Table 1.
Studies of new biomarkers for AKI in children
| Study | Biomarkers | Comments |
|---|---|---|
| Du et al18 | Urine KIM-1, NGAL, β2M, IL-18, osteopontin | 232 children presenting to emergency care. KIM-1, NGAL and β2M all demonstrated good accuracy with 25%–50% reduction in eCCl. |
| Zappitelli et al19 | Plasma: Cys-C | 288 children undergoing cardiac surgery. Postoperative Cys-C predicted length of stay in PICU. |
| Buelow et al20 | Urine: NGAL, IL-18 | 20 children undergoing cardiac surgery. NGAL and IL-18 early predictive biomarkers of AKI. |
| Genc et al21 | Urine: KIM-1 | 48 premature babies. Serial urinary KIM-1 was a maker of kidney injury. |
| Basu et al17 | Plasma: NGAL, MMP-8, Ela-2 | 214 children admitted to PICU with sepsis. Biomarker performance improved in combination with risk stratification. |
| McCaffrey et al22 | Plasma: NGAL, Cys-C Urine: NGAL, KIM-1 |
Mixed cohort of 49 children in PICU. Plasma NGAL predicted AKI; Cys-C mirrored change in SCr. |
| Westhoff et al23 | Urine: TIMP-2 and IGFBP-7 | 133 mixed cohort of children.
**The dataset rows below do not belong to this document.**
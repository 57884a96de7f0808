//! Logout and login handshakes between the marketing app and the dashboard.
//!
//! SYSTEM CONTEXT
//! ==============
//! Marketing/auth pages and the post-login dashboard are separate origins.
//! They signal each other with fragment parameters:
//!
//! - login success: `<dashboard>/#/?token=<token>` (full-page redirect, one
//!   shot, no acknowledgement)
//! - logout: `/#/?logout=true&from=<app>` back on the marketing root
//! - dashboard rejected the token: `<marketing>/#/?auth=failed&from=dashboard`
//!
//! The token-in-URL handoff exposes the bearer token to browser history.
//! It is kept as-is pending a product decision on an exchange-code flow.

#[cfg(test)]
#[path = "handshake_test.rs"]
mod handshake_test;

use std::time::Duration;

use url::form_urlencoded::Serializer;

use crate::auth::{AuthClient, LoginResponse};
use crate::config::AppConfig;
use crate::error::ApiError;
use crate::fragment::{FragmentSignal, HashLocation, LogoutParams};
use crate::http::Transport;
use crate::storage::SessionVault;

pub const LOGOUT_SUCCESS: &str = "You have been logged out.";
pub const LOGOUT_DASHBOARD_SUCCESS: &str = "You have been logged out of the dashboard.";
pub const LOGOUT_ERROR: &str = "Something went wrong while logging out. Please try again.";
pub const SESSION_EXPIRED: &str = "Your session has expired. Please log in again.";

#[derive(Clone, Copy, Debug, PartialEq, Eq)]
pub enum NotificationKind {
    Success,
    Error,
}

/// Transient toast shown after a handshake signal.
#[derive(Clone, Debug, PartialEq, Eq)]
pub struct Notification {
    pub kind: NotificationKind,
    pub message: String,
}

impl Notification {
    #[must_use]
    pub fn success(message: impl Into<String>) -> Self {
        Self { kind: NotificationKind::Success, message: message.into() }
    }

    #[must_use]
    pub fn error(message: impl Into<String>) -> Self {
        Self { kind: NotificationKind::Error, message: message.into() }
    }
}

/// Result of inspecting the fragment on a location change.
#[derive(Clone, Debug, Default, PartialEq, Eq)]
pub struct FragmentOutcome {
    pub notification: Option<Notification>,
    /// Replacement fragment for `history.replaceState`; `None` leaves the URL alone.
    pub cleaned_hash: Option<String>,
    /// The session was torn down and the UI must drop any signed-in state.
    pub forced_logout: bool,
}

#[must_use]
pub fn logout_message(params: &LogoutParams) -> Notification {
    if params.has_error {
        return Notification::error(LOGOUT_ERROR);
    }
    if params.from.as_deref() == Some("dashboard") {
        return Notification::success(LOGOUT_DASHBOARD_SUCCESS);
    }
    Notification::success(LOGOUT_SUCCESS)
}

/// Act on the fragment signal in `hash`. Runs once per location change.
///
/// - `logout=true`: clear the session (idempotent), notify, strip params.
/// - `auth=failed&from=dashboard`: session-expired notice, strip params,
///   storage untouched.
/// - anything else: nothing.
#[must_use]
pub fn process_fragment(hash: &str, vault: &SessionVault) -> FragmentOutcome {
    let location = HashLocation::parse(hash);
    match FragmentSignal::from_location(&location) {
        FragmentSignal::Logout(params) => {
            log::info!(
                "logout signal from={:?} error={} t={:?}",
                params.from,
                params.has_error,
                params.timestamp
            );
            vault.clear_all();
            FragmentOutcome {
                notification: Some(logout_message(&params)),
                cleaned_hash: Some(location.without_params()),
                forced_logout: true,
            }
        }
        FragmentSignal::AuthFailed => {
            log::info!("dashboard reported a failed session handoff");
            FragmentOutcome {
                notification: Some(Notification::error(SESSION_EXPIRED)),
                cleaned_hash: Some(location.without_params()),
                forced_logout: false,
            }
        }
        FragmentSignal::None => FragmentOutcome::default(),
    }
}

/// Tear down the local session and return the origin-relative URL that
/// announces the logout to the marketing root.
#[must_use]
pub fn logout(vault: &SessionVault, config: &AppConfig) -> String {
    vault.clear_all();
    let query = Serializer::new(String::new())
        .append_pair("logout", "true")
        .append_pair("from", &config.app_name)
        .finish();
    format!("/#/?{query}")
}

/// `<dashboard>/#/?token=<token>`.
#[must_use]
pub fn dashboard_handoff_url(config: &AppConfig, token: &str) -> String {
    let query = Serializer::new(String::new()).append_pair("token", token).finish();
    format!("{}/#/?{query}", config.dashboard_url)
}

/// `<marketing>/#/?auth=failed&from=dashboard`, the dashboard's return trip.
#[must_use]
pub fn auth_failed_url(marketing_origin: &str) -> String {
    format!("{}/#/?auth=failed&from=dashboard", marketing_origin.trim_end_matches('/'))
}

/// Where to go after login, and how long to wait first.
#[derive(Clone, Debug, PartialEq, Eq)]
pub struct Handoff {
    pub url: String,
    pub delay: Duration,
}

/// Persist a validated login and build the dashboard redirect.
#[must_use]
pub fn complete_login(vault: &SessionVault, config: &AppConfig, response: &LoginResponse) -> Handoff {
    vault.persist_login(&response.token, response.user.as_ref());
    let url = dashboard_handoff_url(config, &response.token);
    log::info!("login complete; handing off to {}", config.dashboard_url);
    Handoff { url, delay: config.redirect_delay }
}

/// Log in and, only on success, persist the session and build the handoff.
///
/// # Errors
///
/// Propagates [`AuthClient::login`] errors; storage is untouched on error.
pub async fn login_and_handoff<T: Transport + ?Sized>(
    vault: &SessionVault,
    transport: &T,
    config: &AppConfig,
    email: &str,
    password: &str,
) -> Result<Handoff, ApiError> {
    let response = AuthClient::new(config, transport).login(email, password).await?;
    Ok(complete_login(vault, config, &response))
}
The [TIMP-2]•[IGFBP-7] product diagnosed AKI and predicted adverse outcomes. |
AKI, acute kidney injury; B2M, Beta-2 microglobulin; Cys-C, cystatin C; eCCl, estimated creatinine clearance; IGFBP, insulin-like growth factor binding protein; IL, interleukin; KIM, kidney injury molecule; MMP, matrix metalloproteinase; NGAL, neutrophil gelatinase-associated lipocalin; PICU, paediatric intensive care unit; SCr, serum creatinine; TIMP, tissue inhibitor of metalloproteinase.